[ABOUT THIS EXERCISE] Please print only the top portion of the entries below, ending with the line that contains "use thiserror::Error;", exactly as written.

[Source records]

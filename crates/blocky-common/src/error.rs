//! Error types for the Blocky controller
//!
//! Errors carry the resource they concern so that log lines and condition
//! messages point at the object that failed. "Not found" is never an error:
//! reads return `Option` instead.

use thiserror::Error;

/// Default context value when no specific context is available
pub const UNKNOWN_CONTEXT: &str = "unknown";

/// Main error type for Blocky operations
#[derive(Debug, Error)]
pub enum Error {
    /// Kubernetes API error that was not classified as transient or conflict
    #[error("kubernetes error: {source}")]
    Kube {
        /// The underlying kube-rs error
        #[from]
        source: kube::Error,
    },

    /// A read from the store failed for a transient reason (connectivity, timeout)
    #[error("transient fetch error for {resource}: {message}")]
    TransientFetch {
        /// Resource being read (e.g. "Deployment default/demo")
        resource: String,
        /// Description of what failed
        message: String,
    },

    /// A write to the store failed for a transient reason (connectivity, timeout)
    #[error("transient write error for {resource}: {message}")]
    TransientWrite {
        /// Resource being written
        resource: String,
        /// Description of what failed
        message: String,
    },

    /// The object was modified concurrently (optimistic concurrency failure)
    #[error("conflict on {resource}: {message}")]
    Conflict {
        /// Resource whose write conflicted
        resource: String,
        /// Description of the conflict
        message: String,
    },

    /// Desired state is outside the accepted domain
    #[error("validation error for {name}: {message}")]
    Validation {
        /// Name of the Blocky with invalid configuration
        name: String,
        /// Description of what's invalid
        message: String,
        /// The invalid field path (e.g., "spec.size")
        field: Option<String>,
    },

    /// Serialization/deserialization error
    #[error("serialization error: {message}")]
    Serialization {
        /// Description of what failed
        message: String,
    },

    /// Invalid controller configuration
    #[error("configuration error: {message}")]
    Config {
        /// Description of what's wrong
        message: String,
    },

    /// Internal/operational error
    #[error("internal error [{context}]: {message}")]
    Internal {
        /// Description of what failed
        message: String,
        /// Context where the error occurred (e.g., "reconciler", "status")
        context: String,
    },
}

impl Error {
    /// Create a transient fetch error for a resource
    pub fn transient_fetch(resource: impl Into<String>, msg: impl Into<String>) -> Self {
        Self::TransientFetch {
            resource: resource.into(),
            message: msg.into(),
        }
    }

    /// Create a transient write error for a resource
    pub fn transient_write(resource: impl Into<String>, msg: impl Into<String>) -> Self {
        Self::TransientWrite {
            resource: resource.into(),
            message: msg.into(),
        }
    }

    /// Create a conflict error for a resource
    pub fn conflict(resource: impl Into<String>, msg: impl Into<String>) -> Self {
        Self::Conflict {
            resource: resource.into(),
            message: msg.into(),
        }
    }

    /// Create a validation error with the given message
    pub fn validation(msg: impl Into<String>) -> Self {
        Self::Validation {
            name: UNKNOWN_CONTEXT.to_string(),
            message: msg.into(),
            field: None,
        }
    }

    /// Create a validation error for a named Blocky and a field path
    pub fn validation_for_field(
        name: impl Into<String>,
        field: impl Into<String>,
        msg: impl Into<String>,
    ) -> Self {
        Self::Validation {
            name: name.into(),
            message: msg.into(),
            field: Some(field.into()),
        }
    }

    /// Create a serialization error with the given message
    pub fn serialization(msg: impl Into<String>) -> Self {
        Self::Serialization {
            message: msg.into(),
        }
    }

    /// Create a configuration error with the given message
    pub fn config(msg: impl Into<String>) -> Self {
        Self::Config {
            message: msg.into(),
        }
    }

    /// Create an internal error with the given message
    pub fn internal(msg: impl Into<String>) -> Self {
        Self::Internal {
            message: msg.into(),
            context: UNKNOWN_CONTEXT.to_string(),
        }
    }

    /// Create an internal error with context
    pub fn internal_with_context(context: impl Into<String>, msg: impl Into<String>) -> Self {
        Self::Internal {
            message: msg.into(),
            context: context.into(),
        }
    }

    /// Check if this error is retryable
    ///
    /// Validation, serialization and configuration errors are not retryable
    /// (retrying cannot fix the input). Kubernetes errors are retryable unless
    /// the API server rejected the request with a 4xx.
    pub fn is_retryable(&self) -> bool {
        match self {
            Error::Kube { source } => !matches!(
                source,
                kube::Error::Api(ae) if (400..500).contains(&ae.code)
            ),
            Error::TransientFetch { .. } => true,
            Error::TransientWrite { .. } => true,
            Error::Conflict { .. } => true,
            Error::Validation { .. } => false,
            Error::Serialization { .. } => false,
            Error::Config { .. } => false,
            Error::Internal { .. } => true,
        }
    }

    /// Check if this error is a transient I/O failure worth an immediate retry
    pub fn is_transient(&self) -> bool {
        matches!(
            self,
            Error::TransientFetch { .. } | Error::TransientWrite { .. }
        )
    }

    /// Check if this error is an optimistic concurrency conflict
    pub fn is_conflict(&self) -> bool {
        matches!(self, Error::Conflict { .. })
    }

    /// Short machine-readable class name, used as a metric label
    pub fn kind(&self) -> &'static str {
        match self {
            Error::Kube { .. } => "kube",
            Error::TransientFetch { .. } => "transient_fetch",
            Error::TransientWrite { .. } => "transient_write",
            Error::Conflict { .. } => "conflict",
            Error::Validation { .. } => "validation",
            Error::Serialization { .. } => "serialization",
            Error::Config { .. } => "config",
            Error::Internal { .. } => "internal",
        }
    }
}

impl From<serde_json::Error> for Error {
    fn from(e: serde_json::Error) -> Self {
        Error::serialization(e.to_string())
    }
}
//! Blocky reconciliation engine
//!
//! Drives an `apps/v1 Deployment` toward the state described by a `Blocky`:
//! - `compiler`: pure Blocky to Deployment translation and drift detection
//! - `reader`: observed-state reads with bounded retry
//! - `status`: condition merge and persistence
//! - `controller`: the reconcile loop and error policy

pub mod compiler;
pub mod config;
pub mod controller;
pub mod deadline;
pub mod reader;
pub mod status;
pub mod store;

#[cfg(test)]
mod testing;

pub use config::ControllerConfig;
pub use controller::{error_policy, reconcile, reconcile_key, Context};
pub use store::{BlockyStore, KubeStore};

[RESULT OF THIS EXERCISE]
filename crates/blocky-common/src/error.rs
//! Error types for the Blocky controller
//!
//! Errors carry the resource they concern so that log lines and condition
//! messages point at the object that failed. "Not found" is never an error:
//! reads return `Option` instead.

use thiserror::Error;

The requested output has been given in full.